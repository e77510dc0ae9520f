//! Polyline Editor (Headless-Treiber).
//!
//! Liest ein Eingabe-Skript (Datei-Argument oder stdin), spielt es gegen die
//! Edit-Engine ab und protokolliert das Ergebnis.

use anyhow::Context;
use polyline_editor::{script, AppController, AppState, EditorOptions};
use std::io::Read;

fn main() -> anyhow::Result<()> {
    // Logger initialisieren
    env_logger::Builder::from_default_env()
        .filter_level(log::LevelFilter::Info)
        .init();

    log::info!("Polyline Editor v{} startet...", env!("CARGO_PKG_VERSION"));

    // Optionen aus TOML laden (oder Standardwerte)
    let config_path = EditorOptions::config_path();
    let options = EditorOptions::load_from_file(&config_path);

    let mut state = AppState::with_options(options);
    let mut controller = AppController::with_config_path(config_path);

    let source = read_script()?;
    let mut executed = 0usize;
    let mut skipped = 0usize;

    for (index, line) in source.lines().enumerate() {
        let line_no = index + 1;
        let intent = match script::parse_line(line) {
            Ok(Some(intent)) => intent,
            Ok(None) => continue,
            Err(e) => {
                log::warn!("Zeile {} übersprungen: {:#}", line_no, e);
                skipped += 1;
                continue;
            }
        };

        if let Err(e) = controller.handle_intent(&mut state, intent) {
            log::error!("Zeile {}: Event handling failed: {:#}", line_no, e);
        }
        executed += 1;
    }

    let scene = controller.build_render_scene(&state);
    log::info!(
        "{} Befehle ausgeführt, {} übersprungen, {} Commands geloggt",
        executed,
        skipped,
        state.command_log.len()
    );
    log::info!(
        "{} Faces mit {} Punkten (offen: {}, Snap: {})",
        scene.shapes.len(),
        scene.shapes.point_count(),
        scene.appending,
        scene.snap_to_grid
    );
    for (index, face) in scene.shapes.faces().iter().enumerate() {
        log::info!(
            "Face {} ({}): {:?}",
            index,
            if face.closed { "geschlossen" } else { "offen" },
            face.points
        );
    }
    log::info!("Aktiv: {:?} / Hover: {:?}", scene.active, scene.hover);

    Ok(())
}

/// Liest das Skript aus der Datei im ersten Argument oder von stdin.
fn read_script() -> anyhow::Result<String> {
    match std::env::args().nth(1) {
        Some(path) => std::fs::read_to_string(&path)
            .with_context(|| format!("Skript '{}' konnte nicht gelesen werden", path)),
        None => {
            let mut buffer = String::new();
            std::io::stdin()
                .read_to_string(&mut buffer)
                .context("Skript konnte nicht von stdin gelesen werden")?;
            Ok(buffer)
        }
    }
}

WORK INSTRUCTION> Lines with the word "executed" in them: report all of these from the listing above.

SOLUTION>
    let mut executed = 0usize;
        executed += 1;
        executed,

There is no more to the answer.